> [EXERCISE OBJECTIVE] Would you give all of the records again, exactly as they read?

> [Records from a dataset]
┌────────
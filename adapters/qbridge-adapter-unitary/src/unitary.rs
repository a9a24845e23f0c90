//! Full unitary matrix construction engine.
//!
//! Builds the complete 2^n x 2^n circuit unitary by left-multiplying each
//! gate into an accumulator matrix. The engine uses the textbook tensor
//! ordering where qubit 0 is the MOST significant bit of the row index
//! (big-endian). That is the opposite of the adapter-level bitstring
//! convention; the adapter reverses bit order when extracting outcomes.

use ndarray::Array2;
use num_complex::Complex64;

/// Accumulator for the circuit unitary.
pub struct UnitaryBuilder {
    n: usize,
    dim: usize,
    matrix: Array2<Complex64>,
}

impl UnitaryBuilder {
    /// Start from the identity over `n` qubits.
    pub fn new(n: usize) -> Self {
        let dim = 1 << n;
        Self {
            n,
            dim,
            matrix: Array2::eye(dim),
        }
    }

    /// Row-index mask for a qubit in big-endian ordering.
    fn mask(&self, qubit: usize) -> usize {
        1 << (self.n - 1 - qubit)
    }

    /// Left-multiply a single-qubit gate acting on `qubit`.
    pub fn apply_single(&mut self, m: [[Complex64; 2]; 2], qubit: usize) {
        let mask = self.mask(qubit);
        for col in 0..self.dim {
            for i in 0..self.dim {
                if i & mask == 0 {
                    let j = i | mask;
                    let a = self.matrix[[i, col]];
                    let b = self.matrix[[j, col]];
                    self.matrix[[i, col]] = m[0][0] * a + m[0][1] * b;
                    self.matrix[[j, col]] = m[1][0] * a + m[1][1] * b;
                }
            }
        }
    }

    /// Left-multiply a CNOT.
    pub fn apply_cx(&mut self, control: usize, target: usize) {
        let cmask = self.mask(control);
        let tmask = self.mask(target);
        for col in 0..self.dim {
            for i in 0..self.dim {
                if (i & cmask != 0) && (i & tmask == 0) {
                    let j = i | tmask;
                    let tmp = self.matrix[[i, col]];
                    self.matrix[[i, col]] = self.matrix[[j, col]];
                    self.matrix[[j, col]] = tmp;
                }
            }
        }
    }

    /// Left-multiply a controlled-Z.
    pub fn apply_cz(&mut self, control: usize, target: usize) {
        let cmask = self.mask(control);
        let tmask = self.mask(target);
        for col in 0..self.dim {
            for i in 0..self.dim {
                if (i & cmask != 0) && (i & tmask != 0) {
                    self.matrix[[i, col]] = -self.matrix[[i, col]];
                }
            }
        }
    }

    /// Left-multiply a SWAP.
    pub fn apply_swap(&mut self, q1: usize, q2: usize) {
        let mask1 = self.mask(q1);
        let mask2 = self.mask(q2);
        for col in 0..self.dim {
            for i in 0..self.dim {
                let b1 = i & mask1 != 0;
                let b2 = i & mask2 != 0;
                if b1 && !b2 {
                    let j = (i & !mask1) | mask2;
                    let tmp = self.matrix[[i, col]];
                    self.matrix[[i, col]] = self.matrix[[j, col]];
                    self.matrix[[j, col]] = tmp;
                }
            }
        }
    }

    /// Left-multiply a Toffoli.
    pub fn apply_ccx(&mut self, c1: usize, c2: usize, target: usize) {
        let m1 = self.mask(c1);
        let m2 = self.mask(c2);
        let tmask = self.mask(target);
        for col in 0..self.dim {
            for i in 0..self.dim {
                if (i & m1 != 0) && (i & m2 != 0) && (i & tmask == 0) {
                    let j = i | tmask;
                    let tmp = self.matrix[[i, col]];
                    self.matrix[[i, col]] = self.matrix[[j, col]];
                    self.matrix[[j, col]] = tmp;
                }
            }
        }
    }

    /// Probabilities of each big-endian basis state for input |0...0>.
    ///
    /// The input state is the first basis vector, so this is the squared
    /// magnitude of the unitary's first column.
    pub fn zero_state_probabilities(&self) -> Vec<f64> {
        self.matrix.column(0).iter().map(|a| a.norm_sqr()).collect()
    }
}

#[cfg(test)]
mod tests {
    use super::*;

    fn h() -> [[Complex64; 2]; 2] {
        let s = Complex64::new(1.0 / 2.0_f64.sqrt(), 0.0);
        [[s, s], [s, -s]]
    }

    fn x() -> [[Complex64; 2]; 2] {
        let zero = Complex64::new(0.0, 0.0);
        let one = Complex64::new(1.0, 0.0);
        [[zero, one], [one, zero]]
    }

    #[test]
    fn test_identity_probabilities() {
        let builder = UnitaryBuilder::new(2);
        let probs = builder.zero_state_probabilities();
        assert!((probs[0] - 1.0).abs() < 1e-10);
    }

    #[test]
    fn test_x_on_qubit_zero_is_big_endian() {
        // Qubit 0 is the most significant bit in this engine, so X(0) on
        // two qubits sends |00> to index 0b10.
        let mut builder = UnitaryBuilder::new(2);
        builder.apply_single(x(), 0);
        let probs = builder.zero_state_probabilities();
        assert!((probs[0b10] - 1.0).abs() < 1e-10);
    }

    #[test]
    fn test_bell_unitary() {
        let mut builder = UnitaryBuilder::new(2);
        builder.apply_single(h(), 0);
        builder.apply_cx(0, 1);
        let probs = builder.zero_state_probabilities();
        assert!((probs[0b00] - 0.5).abs() < 1e-10);
        assert!((probs[0b11] - 0.5).abs() < 1e-10);
    }

    #[test]
    fn test_unitarity_preserved() {
        let mut builder = UnitaryBuilder::new(2);
        builder.apply_single(h(), 0);
        builder.apply_cz(0, 1);
        builder.apply_swap(0, 1);
        let total: f64 = builder.zero_state_probabilities().iter().sum();
        assert!((total - 1.0).abs() < 1e-10);
    }
}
└────────
> [SOLVED PROBLEM]
filename adapters/qbridge-adapter-unitary/src/unitary.rs
repository a9a24845e23f0c90
//! Full unitary matrix construction engine.
//!
//! Builds the complete 2^n x 2^n circuit unitary by left-multiplying each
//! gate into an accumulator matrix. The engine uses the textbook tensor
//! ordering where qubit 0 is the MOST significant bit of the row index
//! (big-endian). That is the opposite of the adapter-level bitstring
//! convention; the adapter reverses bit order when extracting outcomes.

use ndarray::Array2;
use num_complex::Complex64;

/// Accumulator for the circuit unitary.
pub struct UnitaryBuilder {
    n: usize,
    dim: usize,
    matrix: Array2<Complex64>,
}

impl UnitaryBuilder {
    /// Start from the identity over `n` qubits.
    pub fn new(n: usize) -> Self {
        let dim = 1 << n;
        Self {
            n,
            dim,
            matrix: Array2::eye(dim),
        }
    }

    /// Row-index mask for a qubit in big-endian ordering.
    fn mask(&self, qubit: usize) -> usize {
        1 << (self.n - 1 - qubit)
    }

    /// Left-multiply a single-qubit gate acting on `qubit`.
    pub fn apply_single(&mut self, m: [[Complex64; 2]; 2], qubit: usize) {
        let mask = self.mask(qubit);
        for col in 0..self.dim {
            for i in 0..self.dim {
                if i & mask == 0 {
                    let j = i | mask;
                    let a = self.matrix[[i, col]];
                    let b = self.matrix[[j, col]];
                    self.matrix[[i, col]] = m[0][0] * a + m[0][1] * b;
                    self.matrix[[j, col]] = m[1][0] * a + m[1][1] * b;
                }
            }
        }
    }

    /// Left-multiply a CNOT.
    pub fn apply_cx(&mut self, control: usize, target: usize) {
        let cmask = self.mask(control);
        let tmask = self.mask(target);
        for col in 0..self.dim {
            for i in 0..self.dim {
                if (i & cmask != 0) && (i & tmask == 0) {
                    let j = i | tmask;
                    let tmp = self.matrix[[i, col]];
                    self.matrix[[i, col]] = self.matrix[[j, col]];
                    self.matrix[[j, col]] = tmp;
                }
            }
        }
    }

    /// Left-multiply a controlled-Z.
    pub fn apply_cz(&mut self, control: usize, target: usize) {
        let cmask = self.mask(control);
        let tmask = self.mask(target);
        for col in 0..self.dim {
            for i in 0..self.dim {
                if (i & cmask != 0) && (i & tmask != 0) {
                    self.matrix[[i, col]] = -self.matrix[[i, col]];
                }
            }
        }
    }

    /// Left-multiply a SWAP.
    pub fn apply_swap(&mut self, q1: usize, q2: usize) {
        let mask1 = self.mask(q1);
        let mask2 = self.mask(q2);
        for col in 0..self.dim {
            for i in 0..self.dim {
                let b1 = i & mask1 != 0;
                let b2 = i & mask2 != 0;
                if b1 && !b2 {
                    let j = (i & !mask1) | mask2;
                    let tmp = self.matrix[[i, col]];
                    self.matrix[[i, col]] = self.matrix[[j, col]];
                    self.matrix[[j, col]] = tmp;
                }
            }
        }
    }

    /// Left-multiply a Toffoli.
    pub fn apply_ccx(&mut self, c1: usize, c2: usize, target: usize) {
        let m1 = self.mask(c1);
        let m2 = self.mask(c2);
        let tmask = self.mask(target);
        for col in 0..self.dim {
            for i in 0..self.dim {
                if (i & m1 != 0) && (i & m2 != 0) && (i & tmask == 0) {
                    let j = i | tmask;
                    let tmp = self.matrix[[i, col]];
                    self.matrix[[i, col]] = self.matrix[[j, col]];
                    self.matrix[[j, col]] = tmp;
                }
            }
        }
    }

    /// Probabilities of each big-endian basis state for input |0...0>.
    ///
    /// The input state is the first basis vector, so this is the squared
    /// magnitude of the unitary's first column.
    pub fn zero_state_probabilities(&self) -> Vec<f64> {
        self.matrix.column(0).iter().map(|a| a.norm_sqr()).collect()
    }
}

#[cfg(test)]
mod tests {
    use super::*;

    fn h() -> [[Complex64; 2]; 2] {
        let s = Complex64::new(1.0 / 2.0_f64.sqrt(), 0.0);
        [[s, s], [s, -s]]
    }

    fn x() -> [[Complex64; 2]; 2] {
        let zero = Complex64::new(0.0, 0.0);
        let one = Complex64::new(1.0, 0.0);
        [[zero, one], [one, zero]]
    }

    #[test]
    fn test_identity_probabilities() {
        let builder = UnitaryBuilder::new(2);
        let probs = builder.zero_state_probabilities();
        assert!((probs[0] - 1.0).abs() < 1e-10);
    }

    #[test]
    fn test_x_on_qubit_zero_is_big_endian() {
        // Qubit 0 is the most significant bit in this engine, so X(0) on
        // two qubits sends |00> to index 0b10.
        let mut builder = UnitaryBuilder::new(2);
        builder.apply_single(x(), 0);
        let probs = builder.zero_state_probabilities();
        assert!((probs[0b10] - 1.0).abs() < 1e-10);
    }

    #[test]
    fn test_bell_unitary() {
        let mut builder = UnitaryBuilder::new(2);
        builder.apply_single(h(), 0);
        builder.apply_cx(0, 1);
        let probs = builder.zero_state_probabilities();
        assert!((probs[0b00] - 0.5).abs() < 1e-10);
        assert!((probs[0b11] - 0.5).abs() < 1e-10);
    }

    #[test]
    fn test_unitarity_preserved() {
        let mut builder = UnitaryBuilder::new(2);
        builder.apply_single(h(), 0);
        builder.apply_cz(0, 1);
        builder.apply_swap(0, 1);
        let total: f64 = builder.zero_state_probabilities().iter().sum();
        assert!((total - 1.0).abs() < 1e-10);
    }
}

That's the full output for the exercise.